Mitford writes like a gossipy Fitzgerald, whispering her secrets into your ear, inviting you into the secret clubhouse (the Hons Cupboard, as it were). The prose is adorned in all the right places, and done so without unnecessary trimmings; what decoration is there is so natural, you barely notice the way it wraps around you. Adopting the identity of a distant cousin, she digs through her family's eccentricities and romances and focuses on one sister, Linda, the sensitive and strange one, as she explores the affairs of her heart. Linda holds her resolve in life, even when the world is falling apart with the onset of WWII and her childhood companions grow up.
I find in modern fiction we are often presented with the beautiful and mysterious female and asked to accept that she is beautiful and mysterious without ever being convinced through her portrayal that this is true, as if others being in love with her is enough to make us be in love with her (Jen De Guzman, herself beautiful and mysterious, touches on this in noting in her live journal that Kate Winslet in Eternal Sunshine of the Spotless Mind is a successful version of said character type). I think that was a downfall of the film version of The Virgin Suicides, and is also common in comics (My Faith In Frankie, Liberty Meadows, and Private Beach spring to mind). Mitford has no such problem. She shares Linda with us in such loving detail, we can?t help but be smitten by her (and I admit to a little crush on the narrator, Fanny, as well--but then, I also always liked Nick Carraway).

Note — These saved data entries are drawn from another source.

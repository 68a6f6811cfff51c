//! Domain logic and core data structures
//!
//! This module contains pure flip logic that is independent of the window,
//! audio, and rendering layers: angle arithmetic, the coin face mapping,
//! the random outcome draw, and the flip rotation plan.

pub mod angle;
pub mod face;
pub mod geometry;
pub mod outcome;
pub mod timeline;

This is actually a particular strength of Mitford's. Her characters are all a little left of center, and portrayals of the tantrum-prone Uncle Matthew or the gastric-obsessed Davey could have easily been cruel. Instead, she presents them genially, and it's hard not to adore all of them for their craziness. In other hands, they would all be caricatures and possibly very shallow. Only the narrator's mother, the Bolter, and Linda's husbands end up being dislikeable, and that's because we're supposed to not like them. The writer's emotions are in the proper place, and she understands how to guide her readers there.
So, I'm a complete Mitford convert. The bio is next for me, and my Pursuit of Love came coupled with Love In A Cold Climate. I have already added a couple of Jessica Mitford's books to my wish list, as well.
Oh, and does anyone know if these girls at all inspired Margaret Atwood in writing The Blind Assassin? There are some neat parallels, including falling in love with a commie!
Current Soundtrack: King Adora, Who Do You Love?